Disney made a splash the other week when they announced they would bundle Hulu and ESPN Plus with their new Disney Plus streaming service, launching in November of this year, all for a monthly price of $12.99. The price of this bundle alone--to say nothing of vanilla Disney Plus' base price of $6.99--is enough to make streaming competitors like Netflix and Amazon look like money-grubbing crooks for providing unending hours of quality content for absurdly reasonable prices. However, if you're one of the people still thinking you'd rather use that $7 to buy a burger from Chili's that you only eat half of and give the rest to your dachshund whose substantial belly leaves striping on the carpet so it looks like a newly mown football field, then you're in luck, because Disney just announced their newest pricing tier, called the Disney First plan.
Customers who opt into the Disney First plan get the Disney Plus service for only $3.99 per month, or $34.99 for those who opt to pay for a year at a time. All Disney requires in order to be eligible for this plan is for customers to sign over their first born child. The child will be legally adopted by the Disney corporation for potential involvement in future entertainment properties or employment in theme parks. This new price is by far the lowest of any comparable paid streaming services on the market today, and what parent wouldn't revel in the idea of seeing their genetic material on the next Disney channel teenage wizard show or starring in Guardians of the Galaxy 12?

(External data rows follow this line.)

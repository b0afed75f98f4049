use crate::model::SpriteSheet;
use std::fmt::Write;

/// Path-splitting mixins appended after the per-image rules. They let callers
/// write `.sprite("path/to/icon.png")` and have the directory and file name
/// split apart at compile time. Independent of the sheet contents.
pub const LESS_HELPERS: &str = concat!(
    ".sprite (@_) {\n",
    "\t@path: e(@_);\n",
    "\t@spriteDir: `\"@{path}\".match(/^(.*\\/)([^\\/]*)$/)[1]`;\n",
    "\t@imgName: `\"@{path}\".match(/^(.*\\/)([^\\/]*)$/)[2]`;\n",
    "\t.sprite(@imgName, @spriteDir);\n",
    "}\n",
    ".sprite('sprite-img', @_) {\n",
    "\t.sprite(\"sprite-img\", @_);\n",
    "}\n",
    ".sprite(\"sprite-img\", @_) {\n",
    "\t@path: e(@_);\n",
    "\t@spriteDir: `\"@{path}\".match(/^(.*\\/)([^\\/]*)$/)[1]`;\n",
    "\t@imgName: `\"@{path}\".match(/^(.*\\/)([^\\/]*)$/)[2]`;\n",
    "\t.sprite(\"sprite-img\", @imgName, @spriteDir);\n",
    "}\n",
);

/// Renders the LESS mixins for `sheet`.
///
/// Each placement yields a group-qualified mixin `.sprite(group, file, dir)`
/// and a short `.sprite(file, dir)` one, both pointing at the same offsets.
/// Output depends only on `sheet`, so unchanged inputs give identical bytes.
pub fn to_less(sheet: &SpriteSheet) -> String {
    let mut s = String::new();
    for p in &sheet.placements {
        // writing into a String cannot fail
        let _ = write!(
            s,
            ".sprite(\"{}\", \"{}\", @_spriteDir) {{\n\tbackground-image: url(\"@{{_spriteDir}}{}\");\n\tbackground-position: {}px {}px;\n}}\n",
            sheet.sprite_name, p.file_name, sheet.image_file, p.offset_x, p.offset_y,
        );
        let _ = write!(
            s,
            ".sprite(\"{}\", @_spriteDir) {{\n\tbackground-image: url(\"@{{_spriteDir}}{}\");\n\tbackground-position: {}px {}px;\n}}\n",
            p.file_name, sheet.image_file, p.offset_x, p.offset_y,
        );
    }
    s.push_str(LESS_HELPERS);
    s
}
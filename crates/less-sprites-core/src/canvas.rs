//! Image canvas capability used by the packer.
//!
//! The packer only talks to [`ImageInspector`] and [`Canvas`]; [`RgbaCanvas`]
//! and [`HeaderInspector`] are the `image`-crate backed defaults.

use crate::compositing::{blit_rgba, grow_canvas};
use crate::error::{Result, SpriteError};
use crate::model::Direction;
use image::{ImageReader, Rgba, RgbaImage};
use std::path::Path;

/// Reads pixel dimensions of an image file without compositing it.
///
/// Must be `Sync`: with feature "parallel" several files are measured at once.
pub trait ImageInspector: Sync {
    fn measure(&self, path: &Path) -> Result<(u32, u32)>;
}

/// Sequential accumulator of images along one axis.
pub trait Canvas {
    /// Appends the image at `path` after everything appended so far and
    /// returns the size that was actually drawn.
    fn append(&mut self, path: &Path, direction: Direction) -> Result<(u32, u32)>;
    /// Current pixel size of the canvas.
    fn dimensions(&self) -> (u32, u32);
    /// Area already covered by content; the next append lands right after it.
    fn extent(&self) -> (u32, u32);
    /// Hint that the canvas will grow to at least `width`x`height`.
    fn reserve(&mut self, width: u32, height: u32) {
        let _ = (width, height);
    }
    /// Encodes the canvas to `path`; format follows the file extension.
    fn write_to(&self, path: &Path) -> Result<()>;
}

/// Measures images by decoding only their headers.
#[derive(Debug, Clone, Copy, Default)]
pub struct HeaderInspector;

impl ImageInspector for HeaderInspector {
    fn measure(&self, path: &Path) -> Result<(u32, u32)> {
        image::image_dimensions(path).map_err(|e| SpriteError::processing(path, e))
    }
}

/// In-memory RGBA canvas that grows as images are appended.
///
/// `extent` is the area covered by content. The pixel buffer is never smaller
/// than 1x1, so a fresh placeholder canvas has one background pixel and an
/// empty extent; the first append replaces that pixel rather than adding to it.
/// The buffer only ever grows, either once through [`Canvas::reserve`] or on
/// demand when an append does not fit.
#[derive(Debug, Clone)]
pub struct RgbaCanvas {
    pixels: RgbaImage,
    extent: (u32, u32),
    background: Rgba<u8>,
}

impl RgbaCanvas {
    /// Blank `width`x`height` canvas. The blank area counts as content, so
    /// appended images are placed after it.
    pub fn new(width: u32, height: u32, background: [u8; 4]) -> Self {
        let background = Rgba(background);
        Self {
            pixels: RgbaImage::from_pixel(width.max(1), height.max(1), background),
            extent: (width, height),
            background,
        }
    }

    /// 1x1 placeholder canvas with an empty extent.
    pub fn placeholder(background: [u8; 4]) -> Self {
        Self::new(0, 0, background)
    }

    /// Appends an already decoded image and returns its size.
    pub fn append_image(&mut self, img: &RgbaImage, direction: Direction) -> Result<(u32, u32)> {
        let (ew, eh) = self.extent;
        let (iw, ih) = img.dimensions();
        let grown = match direction {
            Direction::Down => eh.checked_add(ih).map(|h| (ew.max(iw), h, 0, eh)),
            Direction::Right => ew.checked_add(iw).map(|w| (w, eh.max(ih), ew, 0)),
        };
        let Some((nw, nh, dx, dy)) = grown else {
            return Err(SpriteError::Validation(format!(
                "sprite sheet exceeds {} pixels along the {direction} axis",
                u32::MAX
            )));
        };

        self.ensure_buffer(nw, nh);
        blit_rgba(img, &mut self.pixels, dx, dy);
        self.extent = (nw, nh);
        Ok((iw, ih))
    }

    pub fn image(&self) -> &RgbaImage {
        &self.pixels
    }

    // Reallocates only when the buffer is too small in either direction.
    fn ensure_buffer(&mut self, width: u32, height: u32) {
        let (bw, bh) = self.pixels.dimensions();
        let (w, h) = (width.max(1), height.max(1));
        if w > bw || h > bh {
            self.pixels = grow_canvas(
                &self.pixels,
                w.max(bw),
                h.max(bh),
                self.extent,
                self.background,
            );
        }
    }
}

impl Canvas for RgbaCanvas {
    fn append(&mut self, path: &Path, direction: Direction) -> Result<(u32, u32)> {
        let img = ImageReader::open(path)?
            .with_guessed_format()?
            .decode()
            .map_err(|e| SpriteError::processing(path, e))?;
        self.append_image(&img.to_rgba8(), direction)
    }

    fn dimensions(&self) -> (u32, u32) {
        self.pixels.dimensions()
    }

    /// May be 0x0 while the buffer is 1x1.
    fn extent(&self) -> (u32, u32) {
        self.extent
    }

    fn reserve(&mut self, width: u32, height: u32) {
        self.ensure_buffer(width, height);
    }

    fn write_to(&self, path: &Path) -> Result<()> {
        self.pixels
            .save(path)
            .map_err(|e| SpriteError::processing(path, e))
    }
}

The plan is able to be shared by all members of your immediate family, which becomes quite the deal once that second kid comes along. However, once a child turns 18, they are no longer eligible to share their family's plan. If they want to receive the discounted price, they'll have to sign the first child contract themselves.
Before you ask: yes, the child must be unborn before you sign up for the plan, otherwise you won't be eligible for the lower rate. They'll also be keeping an extensive DNA archive, so if you thought you could cheat the system and get a second discount by signing over a second child, you'll be sorely disappointed.
When asked, a Disney spokesperson did state that they are considering the idea of offering an intermediate rate plan in exchange for children under two years of age, who they still consider to be "adequately impressionable."